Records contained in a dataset
>>>>

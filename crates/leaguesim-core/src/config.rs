// Configuration loading and parsing (league.toml, simulation.toml).

use serde::Deserialize;
use std::collections::HashSet;
use std::path::{Path, PathBuf};
use thiserror::Error;

use crate::engine::simulator::SimulationParams;
use crate::error::LeagueError;
use crate::league::team::NewTeam;

// ---------------------------------------------------------------------------
// Error types
// ---------------------------------------------------------------------------

#[derive(Debug, Error)]
pub enum ConfigError {
    #[error("config file not found: {path}")]
    FileNotFound { path: PathBuf },

    #[error("failed to parse config file {path}: {source}")]
    ParseError {
        path: PathBuf,
        source: toml::de::Error,
    },

    #[error("validation error for field `{field}`: {message}")]
    ValidationError { field: String, message: String },

    #[error("failed to initialize config from defaults: {message}")]
    DefaultsCopyError { message: String },
}

// ---------------------------------------------------------------------------
// Top-level assembled Config
// ---------------------------------------------------------------------------

#[derive(Debug, Clone)]
pub struct Config {
    pub league: LeagueConfig,
    pub simulation: SimulationParams,
    pub db_path: String,
}

// ---------------------------------------------------------------------------
// league.toml structs
// ---------------------------------------------------------------------------

/// Wrapper for the top-level `[league]` table in league.toml.
#[derive(Debug, Clone, Deserialize)]
struct LeagueFile {
    league: LeagueConfig,
}

#[derive(Debug, Clone, Deserialize)]
pub struct LeagueConfig {
    pub name: String,
    /// Seed roster, inserted when the database holds no teams yet.
    #[serde(default)]
    pub teams: Vec<NewTeam>,
}

// ---------------------------------------------------------------------------
// simulation.toml structs
// ---------------------------------------------------------------------------

/// Raw deserialization target for the entire simulation.toml file.
#[derive(Debug, Clone, Deserialize)]
struct SimulationFile {
    #[serde(default)]
    simulation: SimulationParams,
    database: DatabaseSection,
}

#[derive(Debug, Clone, Deserialize)]
struct DatabaseSection {
    path: String,
}

// ---------------------------------------------------------------------------
// Loading logic
// ---------------------------------------------------------------------------

/// Load and validate configuration from `config/league.toml` and
/// `config/simulation.toml`, both relative to `base_dir`.
///
/// Does not copy defaults. Prefer `load_config_in()` which does.
pub fn load_config_from(base_dir: &Path) -> Result<Config, ConfigError> {
    let config_dir = base_dir.join("config");

    // --- league.toml (required) ---
    let league_path = config_dir.join("league.toml");
    let league_text = read_file(&league_path)?;
    let league_file: LeagueFile =
        toml::from_str(&league_text).map_err(|e| ConfigError::ParseError {
            path: league_path.clone(),
            source: e,
        })?;

    // --- simulation.toml (required) ---
    let simulation_path = config_dir.join("simulation.toml");
    let simulation_text = read_file(&simulation_path)?;
    let simulation_file: SimulationFile =
        toml::from_str(&simulation_text).map_err(|e| ConfigError::ParseError {
            path: simulation_path.clone(),
            source: e,
        })?;

    let config = Config {
        league: league_file.league,
        simulation: simulation_file.simulation,
        db_path: simulation_file.database.path,
    };

    validate(&config)?;

    Ok(config)
}

/// Ensure all config files exist by copying missing ones from `defaults/`.
/// Returns the list of files that were copied.
pub fn ensure_config_files(base_dir: &Path) -> Result<Vec<PathBuf>, ConfigError> {
    let defaults_dir = base_dir.join("defaults");
    let config_dir = base_dir.join("config");

    if !defaults_dir.exists() {
        if !config_dir.exists() {
            return Err(ConfigError::DefaultsCopyError {
                message: format!(
                    "neither defaults/ nor config/ directory found in {}; \
                     run from the project root or pass --base-dir",
                    base_dir.display()
                ),
            });
        }
        return Ok(vec![]);
    }

    std::fs::create_dir_all(&config_dir).map_err(|e| ConfigError::DefaultsCopyError {
        message: format!("failed to create config directory: {e}"),
    })?;

    let entries = std::fs::read_dir(&defaults_dir).map_err(|e| ConfigError::DefaultsCopyError {
        message: format!("failed to read defaults directory: {e}"),
    })?;

    let mut copied = Vec::new();
    for entry in entries {
        let entry = entry.map_err(|e| ConfigError::DefaultsCopyError {
            message: format!("failed to read defaults entry: {e}"),
        })?;
        let path = entry.path();

        if !path.is_file() {
            continue;
        }
        let Some(file_name) = path.file_name() else {
            continue;
        };
        let target = config_dir.join(file_name);

        match std::fs::OpenOptions::new()
            .write(true)
            .create_new(true)
            .open(&target)
        {
            Ok(mut dest) => {
                let content = std::fs::read(&path).map_err(|e| ConfigError::DefaultsCopyError {
                    message: format!("failed to read {}: {e}", path.display()),
                })?;
                std::io::Write::write_all(&mut dest, &content).map_err(|e| {
                    ConfigError::DefaultsCopyError {
                        message: format!("failed to write {}: {e}", target.display()),
                    }
                })?;
                copied.push(target);
            }
            Err(e) if e.kind() == std::io::ErrorKind::AlreadyExists => {}
            Err(e) => {
                return Err(ConfigError::DefaultsCopyError {
                    message: format!("failed to create {}: {e}", target.display()),
                });
            }
        }
    }

    Ok(copied)
}

/// Copy missing defaults into `base_dir/config`, then load from there.
pub fn load_config_in(base_dir: &Path) -> Result<Config, ConfigError> {
    ensure_config_files(base_dir)?;
    load_config_from(base_dir)
}

// ---------------------------------------------------------------------------
// Helpers
// ---------------------------------------------------------------------------

fn read_file(path: &Path) -> Result<String, ConfigError> {
    std::fs::read_to_string(path).map_err(|_| ConfigError::FileNotFound {
        path: path.to_path_buf(),
    })
}

fn invalid(field: impl Into<String>, message: impl Into<String>) -> ConfigError {
    ConfigError::ValidationError {
        field: field.into(),
        message: message.into(),
    }
}

// ---------------------------------------------------------------------------
// Validation
// ---------------------------------------------------------------------------

fn validate(config: &Config) -> Result<(), ConfigError> {
    if config.league.name.trim().is_empty() {
        return Err(invalid("league.name", "must not be empty"));
    }

    let mut seen = HashSet::new();
    for (i, team) in config.league.teams.iter().enumerate() {
        if let Err(e) = team.validate() {
            let field = match &e {
                LeagueError::InvalidTeam { field, .. } => format!("league.teams[{i}].{field}"),
                _ => format!("league.teams[{i}].strength"),
            };
            return Err(invalid(field, e.to_string()));
        }
        if !seen.insert(team.name.trim().to_lowercase()) {
            return Err(invalid(
                format!("league.teams[{i}].name"),
                format!("duplicate team name '{}'", team.name.trim()),
            ));
        }
    }

    validate_simulation(&config.simulation)?;

    if config.db_path.trim().is_empty() {
        return Err(invalid("database.path", "must not be empty"));
    }

    Ok(())
}

fn validate_simulation(sim: &SimulationParams) -> Result<(), ConfigError> {
    if !(sim.home_advantage > 0.0) {
        return Err(invalid(
            "simulation.home_advantage",
            format!("must be > 0, got {}", sim.home_advantage),
        ));
    }

    let probabilities: &[(&str, f64)] = &[
        ("simulation.base_chance", sim.base_chance),
        ("simulation.min_chance", sim.min_chance),
        ("simulation.max_chance", sim.max_chance),
    ];
    for (name, val) in probabilities {
        if !(0.0..=1.0).contains(val) {
            return Err(invalid(
                *name,
                format!("must be between 0.0 and 1.0 inclusive, got {val}"),
            ));
        }
    }

    if sim.min_chance > sim.max_chance {
        return Err(invalid(
            "simulation.min_chance",
            format!(
                "must not exceed max_chance ({} > {})",
                sim.min_chance, sim.max_chance
            ),
        ));
    }

    if !sim.strength_factor.is_finite() || sim.strength_factor < 0.0 {
        return Err(invalid(
            "simulation.strength_factor",
            format!("must be >= 0, got {}", sim.strength_factor),
        ));
    }

    if sim.attempts == 0 {
        return Err(invalid("simulation.attempts", "must be > 0"));
    }

    Ok(())
}

// ---------------------------------------------------------------------------
// Unit tests
// ---------------------------------------------------------------------------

<<<<

• [WHAT THE TASK ASKS]: Exact reproduction is required. Give the lines of the data from its first line through the line containing "use crate::league::team::NewTeam;", and no others.

• [YOUR RESPONSE]:
filename crates/leaguesim-core/src/config.rs
// Configuration loading and parsing (league.toml, simulation.toml).

use serde::Deserialize;
use std::collections::HashSet;
use std::path::{Path, PathBuf};
use thiserror::Error;

use crate::engine::simulator::SimulationParams;
use crate::error::LeagueError;
use crate::league::team::NewTeam;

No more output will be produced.